The ICON Blockchain is also considering running their own version of “game of stakes” where users are incentivized to take down the TestNet. This is because blockchain validator nodes are consistently under attack by malevolent actors trying to slow it down to take advantage of arbitrage. It is a major concern, so much so that the community is trying to figure out governance policies to ensure that node operators are maintaining adequate security. This project, if successful, could turn into a key governance tool that makes sure that P-Rep nodes are able to sustain a certain level of prescribed attack, thereby incentivizing node operators to make sure their nodes are robust.
This project is broken into two components, dev ops and data engineering. These two projects are planned to work in parallel and meeting at the end. The dev ops portion will be a blocker to the data engineering portion as the proper way to run the dags is with a manifest attached to the dag though as soon as the airflow cluster is running on k8s, they can meet together and then the dev ops portion wrt the permissions schemes can be filled in behind that.
Main challenge is going to be in setting up the airflow cluster on k8s with production ready features such as proper RBAC permissions schemes tied to identity providers. Once you figure out all the appropriate manifests for that, you will then put all that into a immutable terraform deployment with a one-click deployment. This won’t be hard though as the pattern is pretty straightforward with terraform + terragrunt. Proper immutability will all boil down to secrets management though which will be a challenge.
Setting up airflow cluster that can scale up to handle the simulated attacks and logging ETL
Writing a few DAGs that run a few benchmarks off of - See data engineering project
Setting it up in Kubernetes with a shared volume to read DAGs from
This is a reach but is definately the way to go
Setting up kubernetes in Airflow was a non-trivial endeavor until the newer
Airflow Operatorwas introduced that ran worker pods as a statefulset on k8s - would be great to find how the new operator works as I don’t know.

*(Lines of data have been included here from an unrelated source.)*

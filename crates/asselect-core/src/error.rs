use std::path::PathBuf;

/// Result type alias using `anyhow::Error`
pub type Result<T> = anyhow::Result<T>;

/// Invalid auto-sync settings
#[derive(Debug, Clone, PartialEq, Eq, thiserror::Error)]
pub enum SettingsError {
    /// Periodic interval outside the accepted range
    #[error("periodic sync interval must be between {min} and {max} minutes, got {value}")]
    IntervalOutOfRange {
        /// Rejected value
        value: u32,
        /// Smallest accepted value
        min: u32,
        /// Largest accepted value
        max: u32,
    },

    /// Backup retention count outside the accepted range
    #[error("max backups must be between 0 and {max}, got {value}")]
    MaxBackupsOutOfRange {
        /// Rejected value
        value: u32,
        /// Largest accepted value
        max: u32,
    },
}

/// Reasons a session cannot be started
#[derive(Debug, thiserror::Error)]
pub enum SessionError {
    /// No project root has been configured yet
    #[error("project root is not set")]
    ProjectRootNotSet,
}

/// Failures of the one-shot project setup sequence
#[derive(Debug, thiserror::Error)]
pub enum ProjectError {
    /// A directory the project layout requires is missing
    #[error("{kind} directory not found: {}", path.display())]
    MissingDirectory {
        /// Human-readable name of the directory
        kind: &'static str,
        /// Expected location
        path: PathBuf,
    },

    /// A version-specific file or directory to copy from is missing
    #[error("source not found: {}", .0.display())]
    MissingSource(PathBuf),

    /// The studio executable does not exist
    #[error("Automation Studio executable not found: {}", .0.display())]
    MissingExecutable(PathBuf),

    /// An I/O operation failed
    #[error("{context}: {source}")]
    Io {
        /// What was being attempted
        context: String,
        /// Underlying error
        #[source]
        source: std::io::Error,
    },
}

impl ProjectError {
    pub(crate) fn io(context: impl Into<String>, source: std::io::Error) -> Self {
        Self::Io {
            context: context.into(),
            source,
        }
    }
}
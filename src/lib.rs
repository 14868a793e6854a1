// Learn more about Tauri commands at https://tauri.app/develop/calling-rust/
pub mod commands_tray;
pub mod config;
pub mod dock;
pub mod icons;
pub mod menu_bar_mode;
pub mod platform;
pub mod tray;
pub mod tray_actions;
pub mod windows;

use std::sync::{Arc, Mutex};

use tauri::Manager;
use tracing::error;
use tracing_subscriber::EnvFilter;

use crate::config::{JsonSettingsStore, PrefKey, SettingsStore};
use crate::platform::PlatformVariant;
use crate::tray::TrayController;
use crate::tray_actions::TrayState;

/// User-facing application name; also the tray tooltip prefix.
pub const APP_NAME: &str = "Courier";

/// App logo at 32x32 (icons/32x32.png), used to restore the Dock icon.
pub const APP_LOGO_PNG: &[u8] = include_bytes!("../icons/32x32.png");

/// Settings store shared with commands and tray event handlers.
pub struct Settings(pub Arc<dyn SettingsStore + Send + Sync>);

#[cfg_attr(mobile, tauri::mobile_entry_point)]
pub fn run() {
    tracing_subscriber::fmt()
        .with_env_filter(
            EnvFilter::try_from_default_env().unwrap_or_else(|_| EnvFilter::new("info")),
        )
        .init();

    if let Err(e) = tauri::Builder::default()
        .plugin(tauri_plugin_opener::init())
        .plugin(tauri_plugin_window_state::Builder::default().build())
        .invoke_handler(tauri::generate_handler![
            commands_tray::update_unread_count,
            commands_tray::set_unread_badge,
            commands_tray::set_menu_bar_mode,
            commands_tray::get_tray_preferences,
        ])
        .setup(|app| {
            let settings: Arc<dyn SettingsStore + Send + Sync> =
                Arc::new(JsonSettingsStore::new());
            app.manage(Settings(Arc::clone(&settings)));

            let variant = PlatformVariant::current();
            let tray_state: TrayState<tauri::Wry> =
                Arc::new(Mutex::new(TrayController::new(variant)));
            app.manage(tray_state);

            // Non-macOS desktops always get the tray icon; on macOS it is the
            // menu bar icon and exists only while menu bar mode is on.
            let handle = app.handle();
            if !variant.is_macos() {
                tray_actions::create_tray(handle, settings.as_ref())?;
            } else if settings.get(PrefKey::MenuBarMode) {
                menu_bar_mode::apply_menu_bar_mode(handle, settings.as_ref());
            }

            Ok(())
        })
        .run(tauri::generate_context!())
    {
        error!(error = %e, "Error while running Tauri application");
        std::process::exit(1);
    }
}
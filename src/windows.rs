//! Main window visibility control for tray interactions.
//!
//! The tray never owns the window; it borrows it to answer two questions
//! (visible? fullscreen?) and to flip visibility. That borrow is expressed as
//! the `WindowHandle` trait so the toggle rules are testable without a webview:
//! visible goes hidden, hidden goes shown-and-focused, and direct icon clicks
//! are ignored while the window is fullscreen (a click there is almost always
//! a mis-click and yanking the window away is jarring).

use tauri::Manager;
use tracing::warn;

/// Label of the main webview window, as declared in tauri.conf.json.
pub const MAIN_WINDOW_LABEL: &str = "main";

/// The borrowed main-window surface the tray needs.
pub trait WindowHandle {
    fn is_visible(&self) -> bool;
    fn is_fullscreen(&self) -> bool;
    fn show(&self);
    fn hide(&self);
}

impl<R: tauri::Runtime> WindowHandle for tauri::WebviewWindow<R> {
    fn is_visible(&self) -> bool {
        self.is_visible().unwrap_or(false)
    }

    fn is_fullscreen(&self) -> bool {
        self.is_fullscreen().unwrap_or(false)
    }

    fn show(&self) {
        if let Err(e) = self.show() {
            warn!(error = %e, "Failed to show main window");
        }
        if let Err(e) = self.set_focus() {
            warn!(error = %e, "Failed to focus main window");
        }
    }

    fn hide(&self) {
        if let Err(e) = self.hide() {
            warn!(error = %e, "Failed to hide main window");
        }
    }
}

/// Visible goes hidden, hidden goes shown. Used by the "Toggle" menu entry
/// (which carries no fullscreen guard) and by guarded icon clicks.
pub fn toggle_window(win: &impl WindowHandle) {
    if win.is_visible() {
        win.hide();
    } else {
        win.show();
    }
}

/// Single/double click on the tray icon: toggle, unless fullscreen.
pub fn handle_tray_click(win: &impl WindowHandle) {
    if !win.is_fullscreen() {
        toggle_window(win);
    }
}

/// Looks up the main window and toggles it. Menu-entry path, no guard.
pub fn toggle_main_window<R: tauri::Runtime>(app: &tauri::AppHandle<R>) {
    if let Some(win) = app.get_webview_window(MAIN_WINDOW_LABEL) {
        toggle_window(&win);
    }
}

/// Looks up the main window and applies the guarded click behavior.
pub fn main_window_tray_click<R: tauri::Runtime>(app: &tauri::AppHandle<R>) {
    if let Some(win) = app.get_webview_window(MAIN_WINDOW_LABEL) {
        handle_tray_click(&win);
    }
}

/// Shows and focuses the main window (leaving menu bar mode).
pub fn show_main_window<R: tauri::Runtime>(app: &tauri::AppHandle<R>) {
    if let Some(win) = app.get_webview_window(MAIN_WINDOW_LABEL) {
        WindowHandle::show(&win);
    }
}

Run locust load testing script to simulate traffic against a node
Run logs collection ETL task - assume logging cluster exists
Filter logs by different response types
Generate latency statistics on each call
Cross reference it with metrics gathered from the node to find optimal operating configuration settings
Inform optimal node configuration - ie autoscaling behavior / node charetoristics
Run penetration tests
terraform + terragrunt
airflow + git sync or NFS for DAGs
Permissions on airflow to sync to an IDP - something oauth
locust and or other load testing tool for DE
Dashboarding tool like dash for visualization
Any database you want - this should be requested from the DO fellow
Proven workflow to run airflow
Successful load tests
Able to take down simple node configurations
Immutablility all the way through
well organized DAGs
These projects will all depend on what kind of code examples you can find out there. All of this has been done before in some variation. It is up to the fellows to find the simplest approach that satisifies all the requirements.